Inventaire québécois 2007 des émissions de gaz à effet de serre: une première hausse depuis 2002
Le gouvernement Charest a échoué, en 2007, dans sa tentative de réduire les émissions de gaz à effet de serre (GES) de la province. La hausse de 3,7 %, la première observée depuis 2002, a déçu les experts.
Le Québec a émis, pendant l’année 2007, 88,3 mégatonnes (Mt), soit 3,6 Mt de plus qu’au cours de l’année précédente. Malgré cette hausse, la province a maintenu le plus faible taux de GES par habitant au Canada, soit 11,5 tonnes.
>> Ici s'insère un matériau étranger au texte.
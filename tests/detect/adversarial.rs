use std::io::Cursor;

use binlang::{ContainerFormat, DetectionResult, Detector, DetectorConfig, Language};

use crate::common::fixtures::*;
use crate::common::test_utils::create_temp_file;

fn detect(data: &[u8]) -> DetectionResult {
    Detector::default()
        .detect_reader(&mut Cursor::new(data))
        .expect("detect")
}

#[test]
fn truncated_fixtures_never_panic() {
    let fixtures = vec![
        ElfBuilder::new()
            .section(".go.buildinfo", &[0u8; 8])
            .symbol("_ZN3std2rt10lang_start")
            .needed("libpython3.11.so.1.0")
            .build(),
        PeBuilder::new()
            .section(".rdata")
            .import("Qt5Core.dll", &["qVersion"])
            .dotnet()
            .build(),
        macho_fat(&[
            (
                CPU_TYPE_X86_64,
                macho_thin(
                    CPU_TYPE_X86_64,
                    &["__swift5_types"],
                    &["/usr/lib/libobjc.A.dylib"],
                ),
            ),
            (CPU_TYPE_ARM64, macho_thin(CPU_TYPE_ARM64, &["__go_buildinfo"], &[])),
        ]),
    ];

    for data in fixtures {
        for len in 8..=data.len() {
            let result = detect(&data[..len]);
            assert!(result.confidence >= 0.0 && result.confidence <= 1.0);
        }
    }
}

#[test]
fn header_only_files_degrade_to_evidence() {
    let cases: [(&[u8], ContainerFormat, &str); 5] = [
        (b"\x7fELF\x02\x01\x01\0", ContainerFormat::Elf, "ELF parsing failed: "),
        (b"MZ\x90\0\x03\0\0\0", ContainerFormat::Pe, "PE parsing failed: "),
        (
            b"\xfe\xed\xfa\xcf\0\0\0\x07",
            ContainerFormat::MachO,
            "Failed to analyse Mach-O file: ",
        ),
        (
            b"\xce\xfa\xed\xfe\x07\0\0\0",
            ContainerFormat::MachO,
            "Failed to analyse Mach-O file: ",
        ),
        (
            b"\xca\xfe\xba\xbe\0\0\0\x02",
            ContainerFormat::MachOUniversal,
            "Failed to analyse fat Mach-O file: ",
        ),
    ];

    for (data, format, prefix) in cases {
        let file = create_temp_file(data);
        let result = binlang::detect_source_language(file.path()).unwrap();
        assert_eq!(result.container_format, format);
        assert_eq!(result.evidence.len(), 1, "{:?}", result.evidence);
        assert!(result.evidence[0].starts_with(prefix), "{:?}", result.evidence);
        assert_eq!(result.primary_language, Language::Unknown);
    }
}

#[test]
fn alternate_fat_magic_is_sniffed_but_rejected() {
    let mut data = macho_fat(&[(
        CPU_TYPE_X86_64,
        macho_thin(CPU_TYPE_X86_64, &["__swift5_types"], &[]),
    )]);
    data[1] = 0xae;
    let result = detect(&data);

    assert_eq!(result.container_format, ContainerFormat::MachOUniversal);
    assert_eq!(result.platform, "macOS (1 architectures)");
    assert_eq!(
        result.evidence,
        vec!["Failed to analyse fat Mach-O file: Invalid magic number: 0xcaaebabe".to_string()]
    );
}

#[test]
fn empty_fat_table_records_nothing() {
    let data = macho_fat(&[]);
    let result = detect(&data);

    assert_eq!(result.container_format, ContainerFormat::MachOUniversal);
    assert_eq!(result.platform, "macOS (0 architectures)");
    assert!(result.evidence.is_empty());
    assert_eq!(result.primary_language, Language::Unknown);
}

#[test]
fn fat_slice_outside_file() {
    let mut data = macho_fat(&[(CPU_TYPE_ARM64, macho_thin(CPU_TYPE_ARM64, &[], &[]))]);
    // Inflate the slice size past the end of the file
    data[20..24].copy_from_slice(&0x0010_0000u32.to_be_bytes());
    let result = detect(&data);

    assert_eq!(
        result.evidence,
        vec![
            "Failed to analyse fat Mach-O file: Fat architecture 0 lies outside the file"
                .to_string()
        ]
    );
}

#[test]
fn corrupt_slice_fails_the_whole_universal_binary() {
    let mut broken = macho_thin(CPU_TYPE_ARM64, &["__objc_data"], &[]);
    broken[0] = 0;
    let data = macho_fat(&[
        (CPU_TYPE_X86_64, macho_thin(CPU_TYPE_X86_64, &["__swift5_types"], &[])),
        (CPU_TYPE_ARM64, broken),
    ]);

    // Even a host whose own slice is intact gets no structural evidence
    for host in ["aarch64", "x86_64"] {
        let result = Detector::new(DetectorConfig::default().with_host_arch(host))
            .detect_reader(&mut Cursor::new(data.clone()))
            .unwrap();
        assert_eq!(result.primary_language, Language::Unknown);
        assert_eq!(
            result.evidence,
            vec!["Failed to analyse fat Mach-O file: Fat architecture 1: \
                  Invalid magic number: 0x00edfacf"
                .to_string()]
        );
    }
}

#[test]
fn duplicate_fat_architecture_is_rejected() {
    let data = macho_fat(&[
        (CPU_TYPE_ARM64, macho_thin(CPU_TYPE_ARM64, &["__swift5_types"], &[])),
        (CPU_TYPE_ARM64, macho_thin(CPU_TYPE_ARM64, &["__objc_data"], &[])),
    ]);
    let result = detect(&data);
    assert!(result.candidate_languages.is_empty());
    assert_eq!(
        result.evidence,
        vec!["Failed to analyse fat Mach-O file: Fat architecture 1 duplicates \
              cpu 0x100000c subcpu 0x0"
            .to_string()]
    );
}

#[test]
fn weak_dylib_contributes_no_library_evidence() {
    let mut data = macho_thin(CPU_TYPE_X86_64, &[], &["/usr/lib/libobjc.A.dylib"]);
    // The dylib command follows the 32-byte header and the empty segment
    data[104..108].copy_from_slice(&0x8000_0018u32.to_be_bytes());
    let result = detect(&data);
    assert!(!result.evidence.iter().any(|e| e.starts_with("Objective-C runtime")));
    assert_eq!(result.primary_language, Language::Unknown);
}

#[test]
fn pe_runtime_dll_rule_needs_the_whole_entry() {
    let data = PeBuilder::new().import("runtime.dll", &["Init"]).build();
    let result = detect(&data);

    // Entries are "function:dll", so the DLL rule never fires; the byte
    // scanner still sees "runtime." in the name table.
    assert!(!result.evidence.iter().any(|e| e.starts_with("Go runtime:")));
    assert_eq!(result.evidence, vec!["Found Go patterns in binary".to_string()]);
}

#[test]
fn first_matching_import_rule_wins() {
    // Matches both the Qt and MSVC rules; Qt comes first
    let data = PeBuilder::new().import("msvcrQt.dll", &["a"]).build();
    let result = detect(&data);
    assert_eq!(result.candidate_languages, vec![Language::Cpp]);
    assert_eq!(result.evidence, vec!["Qt framework: a:msvcrQt.dll".to_string()]);
}

#[test]
fn corrupt_section_table_is_evidence() {
    let mut data = ElfBuilder::new().section(".go.buildinfo", &[0u8; 8]).build();
    // e_shstrndx beyond e_shnum
    data[62] = 0x40;
    let result = detect(&data);
    assert_eq!(
        result.evidence,
        vec!["ELF parsing failed: Invalid section index: 64".to_string()]
    );
}

#[test]
fn image_limit_reaches_analyzers_as_a_prefix() {
    let data = ElfBuilder::new().section(".go.buildinfo", &[0u8; 8]).build();
    let detector = Detector::new(DetectorConfig::default().with_max_image_bytes(64));
    let result = detector.detect_reader(&mut Cursor::new(data)).unwrap();

    assert_eq!(result.evidence.len(), 1);
    assert!(result.evidence[0].starts_with("ELF parsing failed: Truncated"));
}

#[test]
fn path_detection_maps_the_whole_file() {
    let data = ElfBuilder::new().section(".go.buildinfo", &[0u8; 8]).build();
    let file = create_temp_file(&data);
    let detector = Detector::new(DetectorConfig::default().with_max_image_bytes(64));

    let result = detector.detect_path(file.path()).unwrap();
    assert_eq!(result.primary_language, Language::Go);
    assert_eq!(result.evidence, vec!["Found Go build info".to_string()]);
}
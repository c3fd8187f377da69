//! ELF data types and constants

use std::fmt;

/// ELF parsing errors
#[derive(Debug, Clone, PartialEq, Eq)]
pub enum ElfError {
    InvalidMagic,
    UnsupportedClass(u8),
    UnsupportedData(u8),
    UnsupportedVersion(u8),
    InvalidOffset { offset: usize },
    Truncated { offset: usize, needed: usize },
    InvalidSectionIndex(u32),
    MalformedHeader(String),
    InvalidString,
}

impl fmt::Display for ElfError {
    fn fmt(&self, f: &mut fmt::Formatter<'_>) -> fmt::Result {
        match self {
            Self::InvalidMagic => write!(f, "Invalid ELF magic"),
            Self::UnsupportedClass(c) => write!(f, "Unsupported ELF class: {}", c),
            Self::UnsupportedData(d) => write!(f, "Unsupported ELF data encoding: {}", d),
            Self::UnsupportedVersion(v) => write!(f, "Unsupported ELF version: {}", v),
            Self::InvalidOffset { offset } => write!(f, "Invalid offset: {:#x}", offset),
            Self::Truncated { offset, needed } => {
                write!(f, "Truncated at {:#x}, needed {} bytes", offset, needed)
            }
            Self::InvalidSectionIndex(idx) => write!(f, "Invalid section index: {}", idx),
            Self::MalformedHeader(msg) => write!(f, "Malformed header: {}", msg),
            Self::InvalidString => write!(f, "String not UTF-8"),
        }
    }
}

impl std::error::Error for ElfError {}

pub type Result<T> = std::result::Result<T, ElfError>;

/// ELF magic number
pub const ELF_MAGIC: &[u8; 4] = b"\x7fELF";

/// Current ELF version
pub const EV_CURRENT: u8 = 1;

/// ELF class (32-bit or 64-bit)
#[derive(Debug, Clone, Copy, PartialEq, Eq)]
pub enum ElfClass {
    Elf32 = 1,
    Elf64 = 2,
}

impl ElfClass {
    pub fn from_u8(val: u8) -> Result<Self> {
        match val {
            1 => Ok(ElfClass::Elf32),
            2 => Ok(ElfClass::Elf64),
            _ => Err(ElfError::UnsupportedClass(val)),
        }
    }

    /// Size of the file header
    pub fn header_size(&self) -> usize {
        match self {
            ElfClass::Elf32 => 52,
            ElfClass::Elf64 => 64,
        }
    }

    /// Size of one section header
    pub fn section_header_size(&self) -> usize {
        match self {
            ElfClass::Elf32 => 40,
            ElfClass::Elf64 => 64,
        }
    }

    /// Size of one symbol table entry
    pub fn symbol_size(&self) -> usize {
        match self {
            ElfClass::Elf32 => 16,
            ElfClass::Elf64 => 24,
        }
    }

    /// Size of one dynamic entry
    pub fn dynamic_entry_size(&self) -> usize {
        match self {
            ElfClass::Elf32 => 8,
            ElfClass::Elf64 => 16,
        }
    }
}

/// ELF data encoding (endianness)
#[derive(Debug, Clone, Copy, PartialEq, Eq)]
pub enum ElfData {
    Little = 1,
    Big = 2,
}

impl ElfData {
    pub fn from_u8(val: u8) -> Result<Self> {
        match val {
            1 => Ok(ElfData::Little),
            2 => Ok(ElfData::Big),
            _ => Err(ElfError::UnsupportedData(val)),
        }
    }
}

/// ELF identification (first 16 bytes)
#[derive(Debug, Clone, Copy)]
pub struct ElfIdent {
    pub class: ElfClass,
    pub data: ElfData,
    pub version: u8,
    pub osabi: u8,
}

/// ELF header
#[derive(Debug, Clone, Copy)]
pub struct ElfHeader {
    pub ident: ElfIdent,
    pub e_type: u16,
    pub e_machine: u16,
    pub e_shoff: u64,
    pub e_shentsize: u16,
    pub e_shnum: u16,
    pub e_shstrndx: u16,
    /// Section count after resolving extended numbering
    pub shnum: usize,
    /// Section name string table index after resolving extended numbering
    pub shstrndx: u32,
}

/// Section header
#[derive(Debug, Clone, Copy, Default)]
pub struct SectionHeader {
    pub sh_name: u32,
    pub sh_type: u32,
    pub sh_flags: u64,
    pub sh_addr: u64,
    pub sh_offset: u64,
    pub sh_size: u64,
    pub sh_link: u32,
    pub sh_entsize: u64,
}

impl SectionHeader {
    /// True when the section occupies no bytes in the file
    pub fn is_nobits(&self) -> bool {
        self.sh_type == SHT_NOBITS
    }
}

/// Section types
pub const SHT_NULL: u32 = 0;
pub const SHT_PROGBITS: u32 = 1;
pub const SHT_SYMTAB: u32 = 2;
pub const SHT_STRTAB: u32 = 3;
pub const SHT_DYNAMIC: u32 = 6;
pub const SHT_NOBITS: u32 = 8;

/// Special section indices
pub const SHN_UNDEF: u16 = 0;
pub const SHN_LORESERVE: u16 = 0xff00;
pub const SHN_XINDEX: u16 = 0xffff;

/// Section with resolved name and file contents
#[derive(Debug, Clone, Copy)]
pub struct Section<'a> {
    pub header: SectionHeader,
    pub name: &'a str,
    pub data: &'a [u8],
}

/// Symbol entry
#[derive(Debug, Clone, Copy)]
pub struct Symbol {
    pub st_name: u32,
    pub st_value: u64,
    pub st_size: u64,
    pub st_info: u8,
    pub st_shndx: u16,
}

impl Symbol {
    pub fn is_undefined(&self) -> bool {
        self.st_shndx == SHN_UNDEF
    }
}

/// Dynamic entry
#[derive(Debug, Clone, Copy)]
pub struct DynamicEntry {
    pub d_tag: i64,
    pub d_val: u64,
}

/// Dynamic tags
pub const DT_NULL: i64 = 0;
pub const DT_NEEDED: i64 = 1;
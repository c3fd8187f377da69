#![no_main]
use libfuzzer_sys::fuzz_target;
use std::io::Cursor;

fuzz_target!(|data: &[u8]| {
    let detector = binlang::Detector::default();
    if let Ok(result) = detector.detect_reader(&mut Cursor::new(data)) {
        assert!(result.confidence >= 0.0 && result.confidence <= 1.0);
    }
});
//! Mach-O structural analysis, thin and universal.

use tracing::{debug, warn};

use super::{apply_rules, EntryRule};
use crate::core::{DetectionResult, Language};
use crate::formats::macho::{FatBinary, MachOParser, FAT_MAGIC, FAT_MAGIC_ALT};
use crate::formats::Container;
use crate::io::read_header;

const LIBRARY_RULES: &[EntryRule] = &[
    EntryRule {
        matches: |e| e.contains("libswift"),
        languages: &[Language::Swift],
        label: "Swift library",
    },
    EntryRule {
        matches: |e| e.contains("libobjc"),
        languages: &[Language::ObjectiveC],
        label: "Objective-C runtime",
    },
    EntryRule {
        matches: |e| e.contains("libc++"),
        languages: &[Language::Cpp],
        label: "C++ runtime",
    },
];

/// Analyze a Mach-O image. Universal binaries are reduced to the slice for
/// `host_arch` (or the first slice when none matches).
pub fn analyze(image: &[u8], host_arch: &str, result: &mut DetectionResult) {
    let magic = match read_header(&mut &image[..]) {
        Ok(header) => u32::from_be_bytes([header[0], header[1], header[2], header[3]]),
        Err(e) => {
            result.note(format!("Failed to read magic number: {}", e));
            return;
        }
    };

    if magic == FAT_MAGIC || magic == FAT_MAGIC_ALT {
        let fat = match FatBinary::parse(image) {
            Ok(fat) => fat,
            Err(e) => {
                warn!(error = %e, "universal Mach-O parsing failed");
                result.note(format!("Failed to analyse fat Mach-O file: {}", e));
                return;
            }
        };
        let (Some(arch), Some(parser)) = (fat.select_arch(host_arch), fat.select_slice(host_arch))
        else {
            debug!("universal Mach-O lists no architectures");
            return;
        };
        debug!(
            cputype = ?arch.cputype,
            cpusubtype = arch.cpusubtype,
            offset = arch.offset,
            size = arch.size,
            host_arch,
            "selected universal slice"
        );
        inspect(parser, result);
        return;
    }

    match MachOParser::parse(image) {
        Ok(parser) => inspect(&parser, result),
        Err(e) => {
            warn!(error = %e, "Mach-O parsing failed");
            result.note(format!("Failed to analyse Mach-O file: {}", e));
        }
    }
}

fn inspect(parser: &MachOParser<'_>, result: &mut DetectionResult) {
    if parser.any_section_name(|name| name.contains("__swift")) {
        result.record(&[Language::Swift], "Found Swift metadata");
    }

    if parser.any_section_name(|name| name.to_lowercase().contains("_go_build")) {
        result.record(&[Language::Go], "Found Go build ID");
    }

    if parser.any_section_name(|name| name.contains("__objc")) {
        result.record(&[Language::ObjectiveC], "Found Objective-C segments");
    }

    let libraries = parser.libraries().unwrap_or_else(|e| {
        debug!(error = %e, "library enumeration failed");
        Vec::new()
    });
    apply_rules(result, &libraries, LIBRARY_RULES);
}
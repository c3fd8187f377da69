//! Zero-copy structural decoders for executable containers.
//!
//! Each decoder works on an in-memory image and reports malformed input
//! through its own error enum. [`Container`] is the capability the language
//! analyzers program against.

pub mod elf;
pub mod macho;
pub mod pe;

use crate::core::ContainerFormat;

/// A named section and its raw file contents.
///
/// `data` is empty for sections without file backing (BSS, zero-fill) or
/// whose extent falls outside the image.
#[derive(Debug, Clone, PartialEq, Eq)]
pub struct ContainerSection<'data> {
    pub name: String,
    pub data: &'data [u8],
}

/// Common view over a parsed executable container.
///
/// Enumeration methods that a format has no notion of keep the default
/// empty implementation.
pub trait Container<'data> {
    type Error: std::error::Error;

    /// Container family of the parsed image.
    fn format(&self) -> ContainerFormat;

    /// Every section in header order.
    fn sections(&self) -> Vec<ContainerSection<'data>>;

    /// Imported symbols, in the format's native spelling.
    fn imports(&self) -> Result<Vec<String>, Self::Error> {
        Ok(Vec::new())
    }

    /// Names from the static symbol table.
    fn symbols(&self) -> Result<Vec<String>, Self::Error> {
        Ok(Vec::new())
    }

    /// Dynamically linked libraries.
    fn libraries(&self) -> Result<Vec<String>, Self::Error> {
        Ok(Vec::new())
    }

    /// True when any section name satisfies `pred`.
    fn any_section_name(&self, mut pred: impl FnMut(&str) -> bool) -> bool
    where
        Self: Sized,
    {
        self.sections().iter().any(|s| pred(&s.name))
    }
}

/// Extract a NUL-padded fixed-width name field.
pub(crate) fn fixed_name(raw: &[u8]) -> String {
    let end = raw.iter().position(|&b| b == 0).unwrap_or(raw.len());
    String::from_utf8_lossy(&raw[..end]).into_owned()
}

/// Slice `len` bytes at `offset`, or an empty slice when out of range.
pub(crate) fn slice_or_empty(data: &[u8], offset: u64, len: u64) -> &[u8] {
    let (Ok(start), Ok(len)) = (usize::try_from(offset), usize::try_from(len)) else {
        return &[];
    };
    start
        .checked_add(len)
        .and_then(|end| data.get(start..end))
        .unwrap_or(&[])
}
//! Source-language detection for compiled executables.
//!
//! `binlang` sniffs the container format of a binary (PE, ELF, Mach-O thin
//! and universal, Java class), inspects the structures each format exposes,
//! scans a fixed prefix for language-specific byte patterns and folds the
//! collected evidence into a single ranked guess.
//!
//! ```no_run
//! let result = binlang::detect_source_language("/usr/bin/ls")?;
//! println!("{} ({:.2})", result.primary_language, result.confidence);
//! # Ok::<(), binlang::BinlangError>(())
//! ```

/// Configuration for the detection pipeline
pub mod config;
/// Core data types module
pub mod core;
pub mod detect;
pub mod error;
/// Structural decoders for executable containers
pub mod formats;
pub mod io;
pub mod logging;

pub use crate::config::DetectorConfig;
pub use crate::core::{ContainerFormat, DetectionResult, Language};
pub use crate::detect::{detect_many, detect_source_language, Detector};
pub use crate::error::{BinlangError, Result};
La moyenne canadienne se situe quant à elle à 22,7 tonnes.
«Je suis déçu de voir qu’on n’a pas progressé plus que ça, a commenté Karel Mayrand, directeur général pour le Québec de la Fondation David Suzuki. Le Québec fait des efforts pour lutter contre les gaz à effet de serre, et malgré ça, on recule. Ça vient peut-être prouver qu’on devra être encore plus agressif qu’on ne l’est déjà.»
Les causes
Le ministère de l’Environnement a identifié trois raisons principales expliquant la hausse des émissions de GES en 2007.
Une utilisation accrue de la centrale au gaz de Bécancour a contribué à l’émission de 1,7 Mt de GES. Un besoin accru en chauffage en raison des froids intenses de l’hiver 2007 a entraîné une hausse de 0,9 % des émissions.
Enfin, l’accroissement du secteur des transports a fait bondir ses émissions de 2,1 Mt. «Il y a des facteurs conjoncturels qu’on ne devrait pas revoir, mais le transport est un problème structurel inquiétant, a expliqué M. Mayrand. Le transport, c’est comme nos sables bitumineux. Il faut travailler là-dessus, sinon, on va frapper un mur.»
Changer les priorités
André Bélisle, président de l’Association québécoise de lutte contre la pollution atmosphérique, a précisé qu’un million de nouveaux véhicules avaient pris d’assaut les routes du Québec depuis dix ans. «Il est temps de revoir nos priorités et d’investir autant d’argent dans le transport en commun que dans les routes», a-t-il souligné.
Steven Guilbeault, coordonnateur général adjoint d’Équiterre, a abondé dans le même sens.
«Le gouvernement devra accroître les incitatifs aux alternatives à la voiture solo en milieu urbain et revoir la Loi sur l’aménagement et l’urbanisme pour stopper l’étalement urbain, a-t-il indiqué. Le Québec devra aussi miser sur un plan de réduction de notre dépendance aux combustibles fossiles et sortir le mazout des secteurs résidentiels, institutionnels et industriels.»
La ministre de l’Environnement, Line Beauchamp, a cependant refusé de céder à la panique. «Il n’y a pas lieu d’être alarmiste, a-t-elle déclaré par voie de communiqué. La mise en Å“uvre du plan d’action sur les changements climatiques n’a débuté qu’en 2007. Les effets positifs des actions devraient se faire sentir à compter de 2008.»
Publication en douce
Le ministère de l’Environnement a dévoilé sans tambour ni trompette, lundi en soirée, son Inventaire pour 2007. Cette façon de faire a étonné le président de l’Association québécoise de lutte contre la pollution atmosphérique, André Bélisle. «Ce dossier est important. Tout devrait être transparent, a-t-il estimé. Cette fois, ça n’a pas été le cas du tout.»
Karel Mayrand, directeur général pour le Québec de la Fondation David Suzuki, s’est toutefois consolé. «C’est moins pire que Jim Prentice [le ministre fédéral de l’environnement] qui a dévoilé le bilan du Canada pendant la fin de semaine!»